Photograph by Getty Images

The Babri structure was all along a symbol of barbarism, vandalism and aggression on India’s unique secular tradition. On the other hand, the Ram temple is a symbol of cultural resurgence and identity as well as the great Dharmic values personified by Shri Ram. The foreign aggressor Babar was so cruel that he targeted Hindu temples, women and other innocents, and their wealth, besides engaging in humiliating religious conversions and conquering some parts of India. Otherwise, he would not have ordered the destruction of the old temple, as reported in the Archeological Survey of India report, and constructed the masjid at the exact spot, instead of searching for a vacant place.

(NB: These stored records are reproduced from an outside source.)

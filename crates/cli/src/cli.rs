//! CLI argument definitions using clap.

use clap::{Args, Parser, Subcommand, ValueEnum};
use std::path::PathBuf;

/// Lyte - depth, events and cropped profiles from SnowPilot Lyte probe recordings
#[derive(Parser, Debug)]
#[command(
    name = "lyte",
    author,
    version,
    about = "Process Lyte probe recordings",
    long_about = "Reads a Lyte probe CSV recording, reconstructs the depth of the push,\n\
                  detects start, stop, surface and ground-strike events and reports\n\
                  the profile summary."
)]
pub struct Cli {
    /// Increase logging verbosity (-v for debug, -vv for trace)
    #[arg(short, long, action = clap::ArgAction::Count, global = true, env = "LYTE_VERBOSE")]
    pub verbose: u8,

    /// Suppress all output except errors
    #[arg(short, long, global = true, conflicts_with = "verbose")]
    pub quiet: bool,

    /// Log output format
    #[arg(
        long,
        value_enum,
        default_value = "pretty",
        global = true,
        env = "LYTE_LOG_FORMAT"
    )]
    pub log_format: LogFormat,

    #[command(subcommand)]
    pub command: Commands,
}

impl Cli {
    /// Filter applied when `RUST_LOG` is unset.
    pub fn log_level(&self) -> &'static str {
        if self.quiet {
            return "warn";
        }
        match self.verbose {
            0 => "info",
            1 => "debug",
            _ => "trace",
        }
    }
}

/// Available CLI commands
#[derive(Subcommand, Debug)]
pub enum Commands {
    /// List the events detected in a recording
    Events(ProfileArgs),

    /// Print the headline numbers of a recording
    Summary(SummaryArgs),

    /// Validate a profile configuration file
    Validate(ValidateArgs),
}

/// Inputs shared by every command that processes a recording
#[derive(Args, Debug, Clone)]
pub struct ProfileArgs {
    /// Lyte CSV recording
    pub recording: PathBuf,

    /// Profile configuration (TOML or JSON); defaults apply when omitted
    #[arg(short, long, env = "LYTE_CONFIG")]
    pub config: Option<PathBuf>,

    /// Calibration JSON keyed by probe serial number
    #[arg(long, env = "LYTE_CALIBRATION")]
    pub calibration: Option<PathBuf>,

    /// Output as JSON
    #[arg(long)]
    pub json: bool,
}

/// Arguments for the `summary` command
#[derive(Args, Debug, Clone)]
pub struct SummaryArgs {
    #[command(flatten)]
    pub profile: ProfileArgs,

    /// Also print the run's metrics in Prometheus text format
    #[arg(long)]
    pub metrics: bool,
}

/// Arguments for the `validate` command
#[derive(Args, Debug)]
pub struct ValidateArgs {
    /// Path to configuration file to validate
    #[arg(short, long, default_value = "lyte.toml", env = "LYTE_CONFIG")]
    pub config: PathBuf,

    /// Output validation result as JSON
    #[arg(long)]
    pub json: bool,
}

/// Log output format
#[derive(ValueEnum, Clone, Copy, Debug, Default)]
pub enum LogFormat {
    /// JSON structured logging
    Json,
    /// Human-readable pretty format
    #[default]
    Pretty,
    /// Compact single-line format
    Compact,
}

impl From<LogFormat> for observability::LogFormat {
    fn from(format: LogFormat) -> Self {
        match format {
            LogFormat::Json => observability::LogFormat::Json,
            LogFormat::Pretty => observability::LogFormat::Pretty,
            LogFormat::Compact => observability::LogFormat::Compact,
        }
    }
}

#[cfg(test)]
mod tests {
    use super::*;

    #[test]
    fn test_parse_summary_with_metrics() {
        let cli = Cli::try_parse_from([
            "lyte",
            "summary",
            "push.csv",
            "--config",
            "lyte.toml",
            "--metrics",
            "--json",
        ])
        .unwrap();

        match cli.command {
            Commands::Summary(args) => {
                assert!(args.metrics);
                assert!(args.profile.json);
                assert_eq!(args.profile.recording, PathBuf::from("push.csv"));
                assert_eq!(args.profile.config, Some(PathBuf::from("lyte.toml")));
            }
            other => panic!("unexpected command {other:?}"),
        }
    }

    #[test]
    fn test_log_level_from_flags() {
        let cli = Cli::try_parse_from(["lyte", "-vv", "events", "push.csv"]).unwrap();
        assert_eq!(cli.log_level(), "trace");

        let cli = Cli::try_parse_from(["lyte", "--quiet", "events", "push.csv"]).unwrap();
        assert_eq!(cli.log_level(), "warn");
    }

    #[test]
    fn test_quiet_conflicts_with_verbose() {
        assert!(Cli::try_parse_from(["lyte", "-q", "-v", "events", "push.csv"]).is_err());
    }

    #[test]
    fn test_events_requires_recording() {
        assert!(Cli::try_parse_from(["lyte", "events"]).is_err());
    }
}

Thousands of temples in India are testimony to the vandalism of the foreign aggressors. But the Ram mandir at Ayodhya stands apart and is totally non-negotiable for Hindus, as it stands at the birthplace of the revered Shri Ram. For the past thousands of years, Shri Ram is one of the most prominent gods in the Hindu pantheon and Ram Janmabhoomi is most sacred for Hindu believers—just as Mecca is for Muslims or Jerusalem for Christians. Shifting the Ram temple anywhere outside Ram’s birthplace militates against civilised norms and the sacred beliefs of crores of Indians. That is why the RSS Sarsanghchalak has made it clear recently that only the Ram temple will be built at Ayodhya.

Finally, a Saffron Lining

Indian politics is sharply divided between two sides. Minority appeasement and power politics in the Ayodhya issue have created an unnecessary scare among Muslims. Otherwise, all the Muslims in India would have happily supported the construction of the Ram Mandir at Ayodhya.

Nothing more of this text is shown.